Otro desafío en este tipo de textos es eludir el sentimentalismo y la autocompasión. Que, aunque indeseados quizás por tan frecuentes, por otra parte, serían entendibles. Sergio del Molino, que en La hora violeta escribió sobre la enfermedad y muerte de un hijo, le llama a esto: “Reconquistar el territorio que han saqueado los gurús y los depredadores de lo cursi”. Gran y noble misión. En este punto, la escritura de Arazi sale airosa: es sutil y da lugar a la ternura, pero no elude el dolor; al contrario, le planta cara: “Me demoro con estupor ante el espectáculo de su cuerpo en ruinas. Y, por qué no decirlo, de su fealdad. La atroz fealdad de la vejez en una mujer que un día fue hermosa”. Se asoma al abismo y lo nombra con valentía. Sin engaños ni eufemismos.

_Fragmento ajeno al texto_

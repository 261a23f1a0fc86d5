//! A simulated controller module for development without hardware.
//!
//! The register file lives behind a critical section so the polling task and
//! the host side (tests, demos) can both reach it. Device behaviour is
//! supplied by an optional [`Firmware`] hook.

use core::cell::RefCell;
use std::{
    sync::{
        Arc,
        atomic::{AtomicBool, AtomicU64, Ordering},
    },
    thread,
    time::Duration,
};

use bitmaps::Bitmap;
use critical_section::Mutex;
use heapless::Deque;

use crate::link::{
    error::{LinkError, Result},
    helpers::{REGISTER_SPACE, range_span},
    transport::{OpenRequest, PollingTransport, RegisterLink, Transport, TransportFactory},
};

const RECENT_WRITES: usize = 32;

/// Device-side behaviour of a simulated module.
pub trait Firmware: Send {
    /// Runs after writable bytes land in the register file.
    fn on_write(&mut self, _addr: u8, _bytes: &[u8], _regs: &mut [u8; REGISTER_SPACE]) {}

    /// Runs before a read transaction is served.
    fn on_read(&mut self, _addr: u8, _len: usize, _regs: &mut [u8; REGISTER_SPACE]) {}
}

struct SimState {
    regs: [u8; REGISTER_SPACE],
    read_only: Bitmap<REGISTER_SPACE>,
    firmware: Option<Box<dyn Firmware>>,
    recent_writes: Deque<(u8, usize), RECENT_WRITES>,
}

pub struct SimulatedLink {
    state: Mutex<RefCell<SimState>>,
    open: AtomicBool,
    transactions: AtomicU64,
    delay: Duration,
}

impl SimulatedLink {
    pub fn new() -> Self {
        Self::with_delay(Duration::from_micros(500))
    }

    /// `delay` is slept per transaction to pace the polling task.
    pub fn with_delay(delay: Duration) -> Self {
        Self {
            state: Mutex::new(RefCell::new(SimState {
                regs: [0; REGISTER_SPACE],
                read_only: Bitmap::new(),
                firmware: None,
                recent_writes: Deque::new(),
            })),
            open: AtomicBool::new(true),
            transactions: AtomicU64::new(0),
            delay,
        }
    }

    pub fn set_firmware(&self, firmware: impl Firmware + 'static) {
        critical_section::with(|cs| {
            self.state.borrow_ref_mut(cs).firmware = Some(Box::new(firmware));
        });
    }

    /// Link writes to `addr..addr+len` are dropped, as on status registers.
    pub fn set_read_only(&self, addr: u8, len: usize) -> Result<()> {
        let (start, end) = range_span::<REGISTER_SPACE>(addr, len)?;
        critical_section::with(|cs| {
            let mut state = self.state.borrow_ref_mut(cs);
            for index in start..end {
                state.read_only.set(index, true);
            }
        });
        Ok(())
    }

    /// Reads the register file directly, bypassing firmware hooks.
    pub fn peek(&self, addr: u8, len: usize) -> Result<Vec<u8>> {
        let (start, end) = range_span::<REGISTER_SPACE>(addr, len)?;
        Ok(critical_section::with(|cs| {
            self.state.borrow_ref(cs).regs[start..end].to_vec()
        }))
    }

    /// Writes the register file directly, ignoring read-only marks.
    pub fn poke(&self, addr: u8, bytes: &[u8]) -> Result<()> {
        let (start, end) = range_span::<REGISTER_SPACE>(addr, bytes.len())?;
        critical_section::with(|cs| {
            self.state.borrow_ref_mut(cs).regs[start..end].copy_from_slice(bytes);
        });
        Ok(())
    }

    /// `(addr, len)` of the most recent link writes, oldest first.
    pub fn recent_writes(&self) -> Vec<(u8, usize)> {
        critical_section::with(|cs| {
            self.state
                .borrow_ref(cs)
                .recent_writes
                .iter()
                .copied()
                .collect()
        })
    }

    pub fn transactions(&self) -> u64 {
        self.transactions.load(Ordering::Acquire)
    }

    /// Simulates unplugging: the polling task stops at its next check.
    pub fn close(&self) {
        self.open.store(false, Ordering::Release);
    }

    pub fn reopen(&self) {
        self.open.store(true, Ordering::Release);
    }

    fn transact(&self) -> Result<()> {
        if !self.is_open() {
            return Err(LinkError::Link("simulated device closed".into()));
        }
        self.transactions.fetch_add(1, Ordering::AcqRel);
        if !self.delay.is_zero() {
            thread::sleep(self.delay);
        }
        Ok(())
    }
}

impl Default for SimulatedLink {
    fn default() -> Self {
        Self::new()
    }
}

impl RegisterLink for SimulatedLink {
    fn read(&self, addr: u8, buf: &mut [u8]) -> Result<()> {
        let (start, end) = range_span::<REGISTER_SPACE>(addr, buf.len())?;
        self.transact()?;
        critical_section::with(|cs| {
            let mut guard = self.state.borrow_ref_mut(cs);
            let state = &mut *guard;
            if let Some(firmware) = state.firmware.as_mut() {
                firmware.on_read(addr, buf.len(), &mut state.regs);
            }
            buf.copy_from_slice(&state.regs[start..end]);
        });
        Ok(())
    }

    fn write(&self, addr: u8, bytes: &[u8]) -> Result<()> {
        let (start, _) = range_span::<REGISTER_SPACE>(addr, bytes.len())?;
        self.transact()?;
        critical_section::with(|cs| {
            let mut guard = self.state.borrow_ref_mut(cs);
            let state = &mut *guard;
            for (i, byte) in bytes.iter().enumerate() {
                if !state.read_only.get(start + i) {
                    state.regs[start + i] = *byte;
                }
            }
            if state.recent_writes.is_full() {
                state.recent_writes.pop_front();
            }
            let _ = state.recent_writes.push_back((addr, bytes.len()));
            if let Some(firmware) = state.firmware.as_mut() {
                firmware.on_write(addr, bytes, &mut state.regs);
            }
        });
        Ok(())
    }

    fn is_open(&self) -> bool {
        self.open.load(Ordering::Acquire)
    }
}

impl core::fmt::Debug for SimulatedLink {
    fn fmt(&self, f: &mut core::fmt::Formatter<'_>) -> core::fmt::Result {
        f.debug_struct("SimulatedLink")
            .field("open", &self.is_open())
            .field("transactions", &self.transactions())
            .finish_non_exhaustive()
    }
}

/// Opens polling transports over one shared [`SimulatedLink`].
pub struct SimulatedFactory {
    link: Arc<SimulatedLink>,
    available: AtomicBool,
}

impl SimulatedFactory {
    pub fn new(link: Arc<SimulatedLink>) -> Self {
        Self {
            link,
            available: AtomicBool::new(true),
        }
    }

    pub fn link(&self) -> &Arc<SimulatedLink> {
        &self.link
    }

    /// While unavailable, [`TransportFactory::open`] fails as if nothing
    /// were plugged in.
    pub fn set_available(&self, available: bool) {
        self.available.store(available, Ordering::Release);
    }
}

impl TransportFactory for SimulatedFactory {
    fn open(&self, request: OpenRequest<'_>) -> Result<Arc<dyn Transport>> {
        if !self.available.load(Ordering::Acquire) {
            return Err(LinkError::DeviceUnavailable);
        }
        self.link.reopen();
        let transport = PollingTransport::builder()
            .window(request.window)
            .link(self.link.clone())
            .events(request.events)
            .poll_interval(request.config.poll_interval())
            .start()?;
        Ok(transport)
    }
}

Aunque a veces las palabras precisas para nombrar el horror sean poesía: “Miro las piernas de mi madre: blancas y descarnadas como ramas de nácar”. Hasta que no se puede más: “Necesito salir a la calle, tomar aire, respirar, asegurarme de que en el mundo hay lugar para algo más que el dolor”. 

El libro alterna capítulos en primera y tercera persona; el paso del “yo” a “la hija” se da sin sobresaltos ni preavisos, el lector entiende –y acepta– que se trata más de un instinto de preservación que de una estrategia narrativa y menos aún de un recurso para sorprender. 

La hija, Silvia, nos cuenta que, como al padre, le gusta la cantante Fairouz, “una de las voces más expresivas que escuché en mi vida. Una voz que parecía encerrar la belleza y el dolor del mundo”. Y esto último: “Una voz que llora”. Lo mismo podría decirse de la escritura de Arazi. Aun cuando sonríe, aún cuando canta, aun cuando camina por la plaza con la madre o conversa animadamente con la encargada del edificio donde vive, por debajo siempre hay una lágrima. Una lágrima que reluce y que nombra y da cuenta con palabras simples y precisas de aquello que en principio no se podría nombrar.